The "KM ROI" question - a problem, or an opportunity?

Your CEO comes to you and says "I like the idea of Knowledge Management, but you have to give me an ROI figure". Is this a problem, or an opportunity?


At first sight this is a problematic request, as the ROI for KM is notoriously difficult to predict. If your manager wants you to sell KM on a firm ROI prediction, you have some difficult thinking to do.

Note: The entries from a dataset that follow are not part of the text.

//! Organization tree traversal and access resolution

pub mod cache;
pub mod resolver;
pub mod tree;

pub use cache::HierarchyCache;
pub use resolver::HierarchyResolver;
pub use tree::OrgTree;
use async_trait::async_trait;
use chrono::Utc;
use serde::{Deserialize, Serialize};
use std::sync::Arc;
use tracing::{debug, error, info};
use uuid::Uuid;

use super::cascade::{CascadeEngine, DeleteReport};
use super::saga::{Saga, SagaStep};
use super::{authorize, load_organization, record_org_sync_error, synced_remote_id};
use crate::database::models::{AttributePatch, OrgAttributes, Organization};
use crate::database::{LocalStore, StoreError};
use crate::error::{ServiceError, ValidationErrors};
use crate::hierarchy::HierarchyCache;
use crate::idp::{IdentityProvider, OrganizationPayload, RemoteOrganization};
use crate::types::{Actor, OrgKind, Role, Transition};

#[derive(Debug, Clone, Default, Serialize, Deserialize)]
pub struct CreateOrganizationRequest {
    pub name: String,
    #[serde(default)]
    pub description: String,
    #[serde(default)]
    pub custom_data: AttributePatch,
    /// Remote ID of the parent; defaults to the actor's organization
    #[serde(default)]
    pub parent_id: Option<String>,
}

#[derive(Debug, Clone, Default, Serialize, Deserialize)]
pub struct UpdateOrganizationRequest {
    #[serde(default)]
    pub name: Option<String>,
    #[serde(default)]
    pub description: Option<String>,
    #[serde(default)]
    pub custom_data: AttributePatch,
}

/// Organization create, update and delete across the local store and the identity provider.
///
/// Create and update write remotely first and undo the remote write when the
/// local write fails. Delete writes locally first.
pub struct SyncCoordinator {
    store: Arc<dyn LocalStore>,
    idp: Arc<dyn IdentityProvider>,
    hierarchy: Arc<HierarchyCache>,
    cascade: Arc<CascadeEngine>,
}

impl SyncCoordinator {
    pub fn new(
        store: Arc<dyn LocalStore>,
        idp: Arc<dyn IdentityProvider>,
        hierarchy: Arc<HierarchyCache>,
        cascade: Arc<CascadeEngine>,
    ) -> Self {
        Self {
            store,
            idp,
            hierarchy,
            cascade,
        }
    }

    pub async fn create_organization(
        &self,
        actor: &Actor,
        kind: OrgKind,
        request: CreateOrganizationRequest,
    ) -> Result<Organization, ServiceError> {
        if !actor.role.can_create(kind) {
            return Err(ServiceError::access_denied(format!(
                "role {} cannot create {} organizations",
                actor.role, kind
            )));
        }
        let parent = self.resolve_parent(actor, kind, request.parent_id.as_deref()).await?;

        // Local validation; nothing has been written anywhere yet
        let now = Utc::now();
        let mut errors = ValidationErrors::new();
        if request.name.trim().is_empty() {
            errors.push("name", "cannot_be_empty", request.name.as_str());
        }
        let attributes = collect(OrgAttributes::for_create(kind, parent, now, &request.custom_data), &mut errors)?;
        errors.into_result()?;
        let Some(attributes) = attributes else {
            return Err(ServiceError::internal("attributes missing after validation"));
        };

        let mut ctx = CreateOrgContext {
            org: Organization::draft(&request.name, &request.description, attributes, now),
            remote: None,
        };

        Saga::new("create_organization")
            .step(CreateRemoteOrganization {
                idp: Arc::clone(&self.idp),
            })
            .step(ConfigureJitRoles {
                idp: Arc::clone(&self.idp),
            })
            .step(PersistOrganization {
                store: Arc::clone(&self.store),
            })
            .run(&mut ctx)
            .await?;

        self.hierarchy.invalidate_all();
        info!(
            org_id = %ctx.org.id,
            remote_id = ?ctx.org.remote_id,
            kind = %kind,
            created_by = %actor.user_id,
            "organization created"
        );
        Ok(ctx.org)
    }

    pub async fn update_organization(
        &self,
        actor: &Actor,
        id: Uuid,
        kind: OrgKind,
        request: UpdateOrganizationRequest,
    ) -> Result<Organization, ServiceError> {
        let before = load_organization(self.store.as_ref(), id).await?;
        if before.deleted_at.is_some() || before.kind() != kind {
            return Err(ServiceError::not_found(format!("{} {}", kind, id)));
        }
        let remote_id = synced_remote_id(&before)?;
        authorize(&self.hierarchy, actor, &remote_id).await?;

        let now = Utc::now();
        let mut errors = ValidationErrors::new();
        if let Some(name) = &request.name {
            if name.trim().is_empty() {
                errors.push("name", "cannot_be_empty", name.as_str());
            }
        }
        let attributes = collect(before.attributes.merged(&request.custom_data, &actor.org_id, now), &mut errors)?;
        errors.into_result()?;
        let Some(attributes) = attributes else {
            return Err(ServiceError::internal("attributes missing after validation"));
        };

        let mut after = before.clone();
        if let Some(name) = &request.name {
            after.name = name.trim().to_string();
        }
        if let Some(description) = &request.description {
            after.description = description.trim().to_string();
        }
        after.attributes = attributes;
        after.updated_at = now;

        let mut ctx = UpdateOrgContext { remote_id, before, after };

        Saga::new("update_organization")
            .step(UpdateRemoteOrganization {
                idp: Arc::clone(&self.idp),
            })
            .step(PersistOrganizationUpdate {
                store: Arc::clone(&self.store),
            })
            .run(&mut ctx)
            .await?;

        self.hierarchy.invalidate_all();
        info!(org_id = %id, remote_id = %ctx.remote_id, updated_by = %actor.user_id, "organization updated");
        Ok(ctx.after)
    }

    /// Soft-delete locally, cascade to dependents, then delete remotely
    pub async fn delete_organization(&self, actor: &Actor, id: Uuid, kind: OrgKind) -> Result<DeleteReport, ServiceError> {
        let org = load_organization(self.store.as_ref(), id).await?;
        if org.kind() != kind {
            return Err(ServiceError::not_found(format!("{} {}", kind, id)));
        }
        org.state().apply(Transition::Delete)?;
        let remote_id = synced_remote_id(&org)?;
        if remote_id == actor.org_id {
            return Err(ServiceError::access_denied("cannot delete your own organization"));
        }
        authorize(&self.hierarchy, actor, &remote_id).await?;

        // Dependents may be partly gone even when the cascade fails
        let report = match self.cascade.delete_dependents(&org).await {
            Ok(report) => report,
            Err(err) => {
                self.hierarchy.invalidate_all();
                return Err(err);
            }
        };

        let mut tx = self.store.begin().await?;
        tx.soft_delete_organization(org.id, Utc::now()).await?;
        tx.commit().await?;
        self.hierarchy.invalidate_all();

        if let Err(err) = self.idp.delete_organization(&remote_id).await {
            if err.is_not_found() {
                debug!(remote_id = %remote_id, "remote organization already gone");
            } else {
                error!(org_id = %org.id, remote_id = %remote_id, error = %err, "remote organization delete failed");
                if let Err(store_err) = record_org_sync_error(self.store.as_ref(), org.id, &err.to_string()).await {
                    error!(org_id = %org.id, error = %store_err, "failed to record sync error");
                }
                return Err(ServiceError::Sync(err));
            }
        }

        info!(
            org_id = %org.id,
            remote_id = %remote_id,
            cascade_count = report.cascade_count(),
            deleted_by = %actor.user_id,
            "organization deleted"
        );
        Ok(report)
    }

    /// Parent remote ID for a new organization; none for distributors
    async fn resolve_parent(&self, actor: &Actor, kind: OrgKind, requested: Option<&str>) -> Result<Option<String>, ServiceError> {
        if kind == OrgKind::Distributor {
            return Ok(None);
        }

        let parent = requested
            .map(str::trim)
            .filter(|p| !p.is_empty())
            .unwrap_or(actor.org_id.as_str())
            .to_string();

        if parent != actor.org_id {
            authorize(&self.hierarchy, actor, &parent).await?;
        } else if actor.role == Role::Owner {
            // The owner root has no local record
            return Ok(Some(parent));
        }

        let node = self
            .store
            .find_organization_node(&parent)
            .await?
            .ok_or_else(|| ServiceError::invalid_field("parent_id", "not_found", &parent))?;

        let allowed = match kind {
            OrgKind::Reseller => node.kind == OrgKind::Distributor,
            OrgKind::Customer => matches!(node.kind, OrgKind::Distributor | OrgKind::Reseller),
            OrgKind::Distributor => false,
        };
        if !allowed {
            return Err(ServiceError::invalid_field("parent_id", "invalid_parent_kind", &parent));
        }
        Ok(Some(parent))
    }
}

/// Fold a validation failure into `errors`; other failures pass through
fn collect<T>(result: Result<T, ServiceError>, errors: &mut ValidationErrors) -> Result<Option<T>, ServiceError> {
    match result {
        Ok(value) => Ok(Some(value)),
        Err(ServiceError::Validation(found)) => {
            errors.errors.extend(found.errors);
            Ok(None)
        }
        Err(other) => Err(other),
    }
}

fn payload(org: &Organization) -> OrganizationPayload {
    OrganizationPayload {
        name: org.name.clone(),
        description: org.description.clone(),
        custom_data: org.attributes.to_custom_data(),
    }
}

/// Duplicate VAT surfaces as a field error instead of a store failure
fn remap_store_error(err: StoreError, org: &Organization) -> ServiceError {
    if err.to_string().to_lowercase().contains("vat already exists") {
        ServiceError::invalid_field("custom_data.vat", "already_exists", org.attributes.vat())
    } else {
        err.into()
    }
}

struct CreateOrgContext {
    org: Organization,
    remote: Option<RemoteOrganization>,
}

impl CreateOrgContext {
    fn remote_id(&self) -> Result<&str, ServiceError> {
        self.remote
            .as_ref()
            .map(|r| r.id.as_str())
            .ok_or_else(|| ServiceError::internal("remote organization not created"))
    }
}

struct CreateRemoteOrganization {
    idp: Arc<dyn IdentityProvider>,
}

#[async_trait]
impl SagaStep<CreateOrgContext> for CreateRemoteOrganization {
    fn name(&self) -> &'static str {
        "create_remote_organization"
    }

    async fn forward(&self, ctx: &mut CreateOrgContext) -> Result<(), ServiceError> {
        let created = self.idp.create_organization(&payload(&ctx.org)).await?;
        debug!(org_id = %ctx.org.id, remote_id = %created.id, "remote organization created");
        ctx.remote = Some(created);
        Ok(())
    }

    fn compensable(&self) -> bool {
        true
    }

    async fn compensate(&self, ctx: &CreateOrgContext) -> Result<(), ServiceError> {
        let remote_id = ctx.remote_id()?;
        self.idp.delete_organization(remote_id).await?;
        info!(org_id = %ctx.org.id, remote_id, "rolled back remote organization");
        Ok(())
    }
}

struct ConfigureJitRoles {
    idp: Arc<dyn IdentityProvider>,
}

#[async_trait]
impl SagaStep<CreateOrgContext> for ConfigureJitRoles {
    fn name(&self) -> &'static str {
        "configure_jit_roles"
    }

    async fn forward(&self, ctx: &mut CreateOrgContext) -> Result<(), ServiceError> {
        let role = self.idp.find_organization_role(ctx.org.kind().role_name()).await?;
        self.idp.set_jit_roles(ctx.remote_id()?, &[role.id]).await?;
        Ok(())
    }

    fn required(&self) -> bool {
        false
    }
}

struct PersistOrganization {
    store: Arc<dyn LocalStore>,
}

#[async_trait]
impl SagaStep<CreateOrgContext> for PersistOrganization {
    fn name(&self) -> &'static str {
        "persist_organization"
    }

    async fn forward(&self, ctx: &mut CreateOrgContext) -> Result<(), ServiceError> {
        let remote_id = ctx.remote_id()?.to_string();
        let now = Utc::now();

        let mut tx = self.store.begin().await?;
        tx.insert_organization(&ctx.org)
            .await
            .map_err(|e| remap_store_error(e, &ctx.org))?;
        tx.mark_organization_synced(ctx.org.id, &remote_id, now).await?;
        tx.commit().await.map_err(|e| remap_store_error(e, &ctx.org))?;

        ctx.org.remote_id = Some(remote_id);
        ctx.org.synced_at = Some(now);
        Ok(())
    }
}

struct UpdateOrgContext {
    remote_id: String,
    before: Organization,
    after: Organization,
}

struct UpdateRemoteOrganization {
    idp: Arc<dyn IdentityProvider>,
}

#[async_trait]
impl SagaStep<UpdateOrgContext> for UpdateRemoteOrganization {
    fn name(&self) -> &'static str {
        "update_remote_organization"
    }

    async fn forward(&self, ctx: &mut UpdateOrgContext) -> Result<(), ServiceError> {
        self.idp.update_organization(&ctx.remote_id, &payload(&ctx.after)).await?;
        Ok(())
    }

    fn compensable(&self) -> bool {
        true
    }

    async fn compensate(&self, ctx: &UpdateOrgContext) -> Result<(), ServiceError> {
        self.idp.update_organization(&ctx.remote_id, &payload(&ctx.before)).await?;
        info!(remote_id = %ctx.remote_id, "reverted remote organization");
        Ok(())
    }
}

struct PersistOrganizationUpdate {
    store: Arc<dyn LocalStore>,
}

#[async_trait]
impl SagaStep<UpdateOrgContext> for PersistOrganizationUpdate {
    fn name(&self) -> &'static str {
        "persist_organization_update"
    }

    async fn forward(&self, ctx: &mut UpdateOrgContext) -> Result<(), ServiceError> {
        let mut tx = self.store.begin().await?;
        tx.update_organization(&ctx.after)
            .await
            .map_err(|e| remap_store_error(e, &ctx.after))?;
        tx.commit().await.map_err(|e| remap_store_error(e, &ctx.after))?;
        Ok(())
    }
}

However there are five things that you can do to make this question into a real opportunity for your KM program. These are as follows:


1) You can speak to the CEO. Top Management are talking to you. You have access to them, and they are listening to you. A conversation with senior management has opened up. As a KM sales person, you need to make the most of this, and you need to determine the selling point for KM.  ROI will not be the selling point - most firms buy KM on emotion and not logic - but management may still want to hear a convincing ROI to justify the investment.
2) You have the opportunity to show them some success stories which demonstrate an attractive ROI. KM can deliver fantastic ROI - our October 2012 Newsletter gave many examples of KM ROI and how it can be measured, and this blog has published a regular series of quantified success stories, with over 140 examples to date. There is plenty of evidence you can show them from industrial organisations where KM has paid back its investment ten-fold or a hundred-fold, and plenty of success stories you can use as social proof.
3) You have the opportunity to make a deal with senior management. Ask them for permission and support to pilot knowledge management in one part of the organisation, and to measure the return. You promise them ROI from the pilot, and if this ROI is big enough, you ask them for their continued support in return.
4) You have the opportunity to offer to use KM to solve some of their real problems. Don't forget, KM works extremely well when applied at senior level - its not just for the frontline staff. Senior managers are knowledge workers too. If you can solve their problems through KM, they will become your greatest advocates.
 5) A big ROI gives you permission to ask for a big budget. Once your management realise how valuable KM can be, then they are more likely to make a sizeable investment. This could be the chance you were looking for to build a proper KM program with a good chance of success.

So look on this request as an opportunity to engage, and broker a deal, at the highest level.  Your aim should be to gain support for a business pilot, through which you can demonstrate ROI, and if that ROI is convincing enough, to gain further support for full KM roll-out.

The ROI conversation could be the best opportunity you are given to progress KM.